Pedro Alexandre Massinha
Marcelo, que brilhante o seu artigo; parabéns pela sua analise, pelos dados apresentados e, principalmente, porque você se posiciona, mas não é intolerante; você respeita o livre mercado. Desde que a Miconquista foi criada, nunca recorremos ao poder publico em busca de verba para o nosso bloco desfilar; Ivete; Chiclete; Asa; Timbalada; Eva; Claudinha, etc. eram pagos com o dinheiro do folião e da iniciativa privada que nos patrocinava; portanto, o que uma parcela da população quer da prefeitura é a liberação das ruas, só isso, nada mais. Como você sabe, temos que ter a elegancia de comunicar ao Executivo Municipal e pedir o seu apoio para orientar o transito; limpeza, etc.. Enfim, debate com pessoas igual a você, vale a pena. E Viva Seca Gas!

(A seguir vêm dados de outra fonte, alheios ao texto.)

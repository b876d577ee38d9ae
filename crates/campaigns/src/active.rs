//! Set of campaigns currently being delivered by this process.

use std::{
    collections::HashSet,
    sync::{Arc, Mutex, PoisonError},
};

#[derive(Debug, Clone, Default)]
pub struct ActiveCampaigns {
    ids: Arc<Mutex<HashSet<String>>>,
}

impl ActiveCampaigns {
    pub fn new() -> Self {
        Self::default()
    }

    /// Mark `id` active. Returns `None` when it already is; the id stays
    /// active until the returned guard is dropped.
    pub fn try_acquire(&self, id: &str) -> Option<ActiveGuard> {
        let inserted = self
            .ids
            .lock()
            .unwrap_or_else(PoisonError::into_inner)
            .insert(id.to_string());
        inserted.then(|| ActiveGuard {
            ids: Arc::clone(&self.ids),
            id: id.to_string(),
        })
    }

    pub fn contains(&self, id: &str) -> bool {
        self.ids
            .lock()
            .unwrap_or_else(PoisonError::into_inner)
            .contains(id)
    }

    pub fn len(&self) -> usize {
        self.ids.lock().unwrap_or_else(PoisonError::into_inner).len()
    }

    pub fn is_empty(&self) -> bool {
        self.len() == 0
    }
}

#[derive(Debug)]
pub struct ActiveGuard {
    ids: Arc<Mutex<HashSet<String>>>,
    id: String,
}

impl Drop for ActiveGuard {
    fn drop(&mut self) {
        self.ids
            .lock()
            .unwrap_or_else(PoisonError::into_inner)
            .remove(&self.id);
    }
}
//! Persistence for session, campaign and heartbeat records.
//!
//! The engine only talks to the traits in this crate. [`SqliteStore`] is the
//! production backend; [`MemoryStore`] backs tests and `--memory` runs.

pub mod campaign;
pub mod error;
pub mod heartbeat;
pub mod memory;
pub mod session;
pub mod sqlite;

pub use {
    campaign::CampaignStore,
    error::{StoreError, StoreResult},
    heartbeat::{Heartbeat, HeartbeatStore},
    memory::MemoryStore,
    session::SessionStore,
    sqlite::SqliteStore,
};

/// Maximum number of campaigns returned by one discovery query.
pub const DEFAULT_PAGE_SIZE: usize = 10;
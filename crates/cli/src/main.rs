mod serve;

use std::path::PathBuf;

use {
    anyhow::Result,
    clap::{Parser, Subcommand},
    tracing::error,
    tracing_subscriber::EnvFilter,
};

/// bulkwa - WhatsApp sessions and paced bulk campaigns behind an HTTP API
#[derive(Parser, Debug)]
#[command(version, about, long_about = None, args_conflicts_with_subcommands = true)]
struct Cli {
    /// Path to a config file (TOML or YAML)
    #[arg(short, long, global = true, env = "BULKWA_CONFIG")]
    config: Option<PathBuf>,

    /// Emit logs as JSON lines
    #[arg(long, global = true)]
    log_json: bool,

    #[command(flatten)]
    serve: serve::ServeArgs,

    #[command(subcommand)]
    command: Option<Commands>,
}

#[derive(Subcommand, Debug)]
enum Commands {
    /// Run the engine (default)
    Serve(serve::ServeArgs),

    /// Inspect configuration
    Config {
        #[command(subcommand)]
        action: ConfigAction,
    },
}

#[derive(Subcommand, Debug)]
enum ConfigAction {
    /// Print the effective configuration as TOML
    Show,
    /// Print where the config file is looked up
    Path,
}

#[tokio::main]
async fn main() -> std::process::ExitCode {
    let _ = dotenvy::dotenv();
    let cli = Cli::parse();
    init_tracing(cli.log_json);

    match run(cli).await {
        Ok(()) => std::process::ExitCode::SUCCESS,
        Err(e) => {
            error!("{e:#}");
            std::process::ExitCode::FAILURE
        },
    }
}

async fn run(cli: Cli) -> Result<()> {
    let config = bulkwa_config::load(cli.config.as_deref())?;
    match cli.command {
        None => serve::run(config, cli.serve).await,
        Some(Commands::Serve(args)) => serve::run(config, args).await,
        Some(Commands::Config { action }) => {
            match action {
                ConfigAction::Show => print!("{}", toml::to_string_pretty(&config)?),
                ConfigAction::Path => {
                    let path = cli
                        .config
                        .or_else(bulkwa_config::default_config_path)
                        .unwrap_or_else(|| bulkwa_config::config_dir().join("bulkwa.toml"));
                    println!("{}", path.display());
                },
            }
            Ok(())
        },
    }
}

fn init_tracing(json: bool) {
    let filter = EnvFilter::try_from_default_env().unwrap_or_else(|_| EnvFilter::new("info"));
    let builder = tracing_subscriber::fmt().with_env_filter(filter);
    let _ = if json {
        builder.json().try_init()
    } else {
        builder.with_target(false).try_init()
    };
}
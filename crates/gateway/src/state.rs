use {bulkwa_campaigns::CampaignWorker, bulkwa_whatsapp::SessionManager};

/// State shared with every handler.
pub struct AppState {
    pub sessions: SessionManager,
    pub campaigns: CampaignWorker,
    #[cfg(feature = "prometheus")]
    pub prometheus: Option<bulkwa_metrics::PrometheusHandle>,
}

impl AppState {
    pub fn new(sessions: SessionManager, campaigns: CampaignWorker) -> Self {
        Self {
            sessions,
            campaigns,
            #[cfg(feature = "prometheus")]
            prometheus: None,
        }
    }

    #[cfg(feature = "prometheus")]
    pub fn with_prometheus(mut self, handle: bulkwa_metrics::PrometheusHandle) -> Self {
        self.prometheus = Some(handle);
        self
    }
}
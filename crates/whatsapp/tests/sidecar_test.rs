#![allow(clippy::unwrap_used, clippy::expect_used)]

use std::{net::SocketAddr, time::Duration};

use {
    bulkwa_common::{MediaRef, SendError},
    bulkwa_whatsapp::{
        DisconnectKind, OpenRequest, OutboundMessage, ProtocolVersion, SidecarTransport,
        Transport, TransportEvent,
    },
    futures::{SinkExt, StreamExt},
    serde_json::{Value, json},
    tokio::net::TcpListener,
    tokio_tungstenite::tungstenite::Message,
};

/// Start a one-connection sidecar that answers every request with the
/// messages `script` returns for it.
async fn fake_sidecar(script: fn(&Value) -> Vec<Value>) -> SocketAddr {
    let listener = TcpListener::bind("127.0.0.1:0").await.unwrap();
    let addr = listener.local_addr().unwrap();
    tokio::spawn(async move {
        let (stream, _) = listener.accept().await.unwrap();
        let mut ws = tokio_tungstenite::accept_async(stream).await.unwrap();
        while let Some(Ok(msg)) = ws.next().await {
            let Message::Text(text) = msg else {
                continue;
            };
            let request: Value = serde_json::from_str(&text).unwrap();
            for reply in script(&request) {
                ws.send(Message::Text(reply.to_string().into())).await.unwrap();
            }
        }
    });
    addr
}

fn open_request(account_id: &str) -> OpenRequest {
    OpenRequest {
        account_id: account_id.into(),
        auth_dir: std::env::temp_dir().join(account_id),
        credentials: None,
        protocol_version: ProtocolVersion::STABLE,
    }
}

fn pairing_script(request: &Value) -> Vec<Value> {
    let account = request["accountId"].clone();
    match request["type"].as_str() {
        Some("login") => {
            assert_eq!(request["version"], json!([2, 2413, 1]));
            vec![
                json!({"type": "qr", "accountId": account, "qr": "2@qr"}),
                json!({"type": "creds_update", "accountId": account, "creds": {"registered": true}}),
                json!({
                    "type": "connected",
                    "accountId": account,
                    "phoneNumber": "15551234567:4@s.whatsapp.net",
                    "name": "Shop"
                }),
            ]
        },
        Some("send_text") => vec![json!({
            "type": "send_result",
            "requestId": request["requestId"],
            "success": true,
            "messageId": "MSG1"
        })],
        Some("send_media") => {
            assert_eq!(request["mediaType"], "image");
            assert_eq!(request["caption"], "look");
            vec![json!({
                "type": "send_result",
                "requestId": request["requestId"],
                "success": false,
                "error": "media download failed"
            })]
        },
        _ => Vec::new(),
    }
}

#[tokio::test]
async fn pairing_flow_and_sends() {
    let addr = fake_sidecar(pairing_script).await;
    let transport = SidecarTransport::new(format!("ws://{addr}"));

    let opened = transport.open(open_request("acct")).await.unwrap();
    let mut events = opened.events;

    assert_eq!(
        events.recv().await,
        Some(TransportEvent::PairingCode("2@qr".into()))
    );
    match events.recv().await {
        Some(TransportEvent::CredentialsUpdated(creds)) => assert_eq!(creds["registered"], true),
        other => panic!("expected credentials, got {other:?}"),
    }
    assert_eq!(
        events.recv().await,
        Some(TransportEvent::Open {
            identity: "15551234567".into(),
            display_name: Some("Shop".into()),
        })
    );

    let receipt = opened
        .connection
        .send(OutboundMessage {
            to: "15550001@s.whatsapp.net",
            body: "hi",
            media: None,
        })
        .await
        .unwrap();
    assert_eq!(receipt.message_id.as_deref(), Some("MSG1"));
    assert_eq!(receipt.to, "15550001@s.whatsapp.net");

    let media = MediaRef::from_url("https://cdn.example.com/promo.png");
    let err = opened
        .connection
        .send(OutboundMessage {
            to: "15550001@s.whatsapp.net",
            body: "look",
            media: Some(&media),
        })
        .await
        .unwrap_err();
    assert_eq!(err, SendError::Rejected("media download failed".into()));
}

fn version_mismatch_script(request: &Value) -> Vec<Value> {
    match request["type"].as_str() {
        Some("login") => vec![json!({
            "type": "disconnected",
            "accountId": request["accountId"],
            "reason": "Connection Failure",
            "statusCode": 405
        })],
        _ => Vec::new(),
    }
}

#[tokio::test]
async fn close_status_is_forwarded() {
    let addr = fake_sidecar(version_mismatch_script).await;
    let transport = SidecarTransport::new(format!("ws://{addr}"));

    let mut opened = transport.open(open_request("acct")).await.unwrap();
    match opened.events.recv().await {
        Some(TransportEvent::Close(reason)) => {
            assert_eq!(reason.kind(), DisconnectKind::VersionMismatch);
            assert_eq!(reason.message, "Connection Failure");
        },
        other => panic!("expected close, got {other:?}"),
    }
    // The route is gone once the connection closed.
    assert_eq!(opened.events.recv().await, None);
}

#[tokio::test]
async fn unreachable_sidecar_is_unavailable() {
    let listener = TcpListener::bind("127.0.0.1:0").await.unwrap();
    let addr = listener.local_addr().unwrap();
    drop(listener);

    let transport = SidecarTransport::new(format!("ws://{addr}"));
    let result = tokio::time::timeout(
        Duration::from_secs(30),
        transport.open(open_request("acct")),
    )
    .await
    .expect("open should give up");
    assert!(result.is_err());
}
//! Seam between the session manager and the wire protocol.
//!
//! The session manager never speaks the protocol itself. It opens a
//! [`Connection`] through a [`Transport`] and consumes the connection's
//! lifecycle as [`TransportEvent`]s on an mpsc channel.

use std::{path::PathBuf, sync::Arc};

use {
    async_trait::async_trait,
    bulkwa_common::{MediaRef, SendError, SendReceipt},
    tokio::sync::mpsc,
};

use crate::{auth::Credentials, config::ProtocolVersion, error::TransportError};

/// Buffer size of the per-connection event channel.
pub const EVENT_BUFFER: usize = 32;

/// Everything a transport needs to open a connection for one account.
#[derive(Debug, Clone)]
pub struct OpenRequest {
    pub account_id: String,
    pub auth_dir: PathBuf,
    /// Stored credentials, `None` for a fresh pairing.
    pub credentials: Option<Credentials>,
    pub protocol_version: ProtocolVersion,
}

pub struct OpenedConnection {
    pub connection: Arc<dyn Connection>,
    pub events: mpsc::Receiver<TransportEvent>,
}

#[derive(Debug, Clone, PartialEq)]
pub enum TransportEvent {
    /// A pairing code to be rendered as a QR code.
    PairingCode(String),
    /// The connection is authenticated. `identity` is the bare phone number.
    Open {
        identity: String,
        display_name: Option<String>,
    },
    Close(CloseReason),
    /// Partial credential object to merge into the stored state.
    CredentialsUpdated(Credentials),
}

#[derive(Debug, Clone, Copy, PartialEq, Eq)]
pub enum DisconnectKind {
    /// The device was unlinked. Terminal.
    LoggedOut,
    /// The server refused the pinned client version.
    VersionMismatch,
    Transient,
}

#[derive(Debug, Clone, PartialEq, Eq)]
pub struct CloseReason {
    pub status_code: Option<u16>,
    pub message: String,
}

impl CloseReason {
    pub const LOGGED_OUT: u16 = 401;
    pub const VERSION_MISMATCH: u16 = 405;

    pub fn new(status_code: Option<u16>, message: impl Into<String>) -> Self {
        Self {
            status_code,
            message: message.into(),
        }
    }

    pub fn logged_out() -> Self {
        Self::new(Some(Self::LOGGED_OUT), "logged out")
    }

    pub fn transient(message: impl Into<String>) -> Self {
        Self::new(None, message)
    }

    pub fn kind(&self) -> DisconnectKind {
        match self.status_code {
            Some(Self::LOGGED_OUT) => DisconnectKind::LoggedOut,
            Some(Self::VERSION_MISMATCH) => DisconnectKind::VersionMismatch,
            _ => DisconnectKind::Transient,
        }
    }
}

/// A message ready for the wire. `to` is already a JID.
#[derive(Debug, Clone, Copy)]
pub struct OutboundMessage<'a> {
    pub to: &'a str,
    pub body: &'a str,
    pub media: Option<&'a MediaRef>,
}

#[async_trait]
pub trait Transport: Send + Sync {
    async fn open(&self, request: OpenRequest) -> Result<OpenedConnection, TransportError>;
}

/// One live connection for one account.
#[async_trait]
pub trait Connection: Send + Sync {
    async fn send(&self, message: OutboundMessage<'_>) -> Result<SendReceipt, SendError>;

    /// Unlink the device. The connection is unusable afterwards.
    async fn logout(&self) -> Result<(), TransportError>;

    /// Drop the connection without unlinking.
    async fn close(&self);
}

#[cfg(test)]
mod tests {
    use super::*;

    #[test]
    fn close_classification() {
        assert_eq!(CloseReason::logged_out().kind(), DisconnectKind::LoggedOut);
        assert_eq!(
            CloseReason::new(Some(405), "Connection Failure").kind(),
            DisconnectKind::VersionMismatch
        );
        assert_eq!(
            CloseReason::new(Some(428), "Connection Closed").kind(),
            DisconnectKind::Transient
        );
        assert_eq!(CloseReason::transient("stream ended").kind(), DisconnectKind::Transient);
    }
}
use std::path::PathBuf;

/// Failure talking to the WhatsApp transport.
#[derive(Debug, thiserror::Error)]
pub enum TransportError {
    #[error("transport unavailable: {0}")]
    Unavailable(String),

    #[error("transport rejected request: {0}")]
    Rejected(String),

    #[error("transport connection closed")]
    Closed,
}

/// Failure reading or writing on-disk credential state.
#[derive(Debug, thiserror::Error)]
pub enum AuthError {
    #[error("credential io error at {path}: {source}")]
    Io {
        path: PathBuf,
        #[source]
        source: std::io::Error,
    },

    #[error("malformed credential file {path}: {source}")]
    Malformed {
        path: PathBuf,
        #[source]
        source: serde_json::Error,
    },
}

/// Error returned to callers of the session manager.
#[derive(Debug, thiserror::Error)]
pub enum SessionError {
    #[error("invalid account id: {0:?}")]
    InvalidAccount(String),

    #[error(transparent)]
    Transport(#[from] TransportError),

    #[error(transparent)]
    Auth(#[from] AuthError),
}

pub type Result<T, E = SessionError> = std::result::Result<T, E>;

Eu também sou desses tempos; continuo curtindo, não é nem a questão do mundo estar vivendo um momento RETRO!
NAO AO MICARETA
DEIXA QUETO ESSE CARNIÇA PELO AMOR DE DEUS, SO VAI DA OS NOIAS, KKKKK E MUITA VIOLENCIA
RICARDO
PARABÉNS MARCELO.NOS CONVIDA A DISCUSSÃO.SENDO ASSIM QUERO LEMBRAR QUE NO AUGE DAS MICARETAS EM NOSSA CIDADE OS HOTÉIS TINHA,NOS DIAS DA FESTA,A SUA LOTAÇÃO ESGOTADA,BARES E RESTAURANTES CHEIOS,LOJAS DE ACESSÓRIOS(TÊNIS,BERMUDA ETC.)COM GRANDE MOVIMENTO NA SEMANA QUE ANTECEDIA A FESTA,SEM CONTAR AS INDUSTRIAS DE ABADÁS E CAMISETAS COM SUA PRODUÇÃO A TODO VAPOR.TODO ESSE CONJUNTO DE COISAS GERAVA EMPREGO E RENDA PARA NOSSA CIDADE,ATRAINDO TURISTAS(ERAM MUITOS)COM UMA FESTA DE DIVULGAÇÃO DA NOSSA CIDADE NACIONALMENTE(FAUSTÃO,FANTÁSTICO,JN ETC.)PENSANDO BEM ERA UM GRANDE EVENTO COM A PARTICIPAÇÃO POPULAR.SOU A FAVOR DO SEU RETORNO.É A MINHA MODESTA OPINIÃO.E VIVA SECA GÁS!
Alexandre Damião
eesse papinho de que conquista não pode ter mais micareta, e uma balela. Na verdade tem muita gente com preguiça de fazer festa para o povo e só faz aquilo que lhe convém.
ESPERTO
Conquista virou um gueto” pertencente a alguns e para alguns.Rendendo lucro e bem estar para poucos.